Katan's focus and energy as a performer, and her sharp sense of the absurd as a writer, help keep what could be harrowing material in different hands consistently funny. There isn't a shred of self-pity in her tale, which is to the show's great benefit. We come away from the theater instead admiring Katan's strength and bravery, and not in the overused sense of an actor being “so brave” for playing a character without makeup or gaining weight or something dumb like that. Genuine strength, and genuine bravery.
The best thing about Saving Tania's Privates is that that's not even the point of the thing. Katan's story, from her romantic misadventures to her dysfunctional family to her flamboyant best friend who never wants to hear about anything that isn't getting drunk and having sex, make her an incredibly relatable protagonist, even to audience members who didn't grow up lesbian in Arizona. Katan's precision as both writer and actor are universals, and the cocked eyebrow she turns on her own life story makes this show a particular delight.
Revealing too many details about the story Katan tells would spoil the surprise (including the transcendent, cathartic ending), but suffice to say, not only does she have a fascinating story to tell, she'd be able to tell a mundane story well. As a performer, Katan has the audience squarely in the palm of her hand for the entire show, even pulling off that hypnotist's trick of making each audience member feel as though she's speaking directly to them; this, even though only one brief aside is directed to the audience for the entire hour running time. She's magnetic, providing a how-to on solo performance.
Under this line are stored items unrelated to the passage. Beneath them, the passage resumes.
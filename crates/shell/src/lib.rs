// SPDX-License-Identifier: BUSL-1.1
// Copyright (c) 2026 Alfred Jean LLC

// Allow panic!/unwrap/expect in test code
#![cfg_attr(test, allow(clippy::panic))]
#![cfg_attr(test, allow(clippy::unwrap_used))]
#![cfg_attr(test, allow(clippy::expect_used))]

//! Workspace archive codec and subprocess execution helpers.
//!
//! This crate owns the two pieces of "talk to the local filesystem/OS"
//! machinery shared by the task executor and the command-execution RPC:
//! packing/unpacking a directory tree as a streaming archive ([`codec`]),
//! and running a subprocess with a timeout ([`subprocess`]).

pub mod codec;
pub mod subprocess;

pub use codec::{pack, unpack, CodecError};
pub use subprocess::{run_with_timeout, SubprocessError};

#[cfg(test)]
#[path = "codec_tests.rs"]
mod codec_tests;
Katan's performance is abetted nicely by AJ Epstein's lights, which complement the mood of the story nicely, and Rob Witmer's equally collaborative sound design does the same, providing Katan with something to play off of. The production, considering that it consists of but a handful of light and sound cues and a “sassy Jewish lesbian with no boobs” (Katan's own self-description), is a very polished, engaging thing indeed. Saving Tania's Privates is definitely worth seeing, an enjoyable and surprisingly exhilarating night at the theater.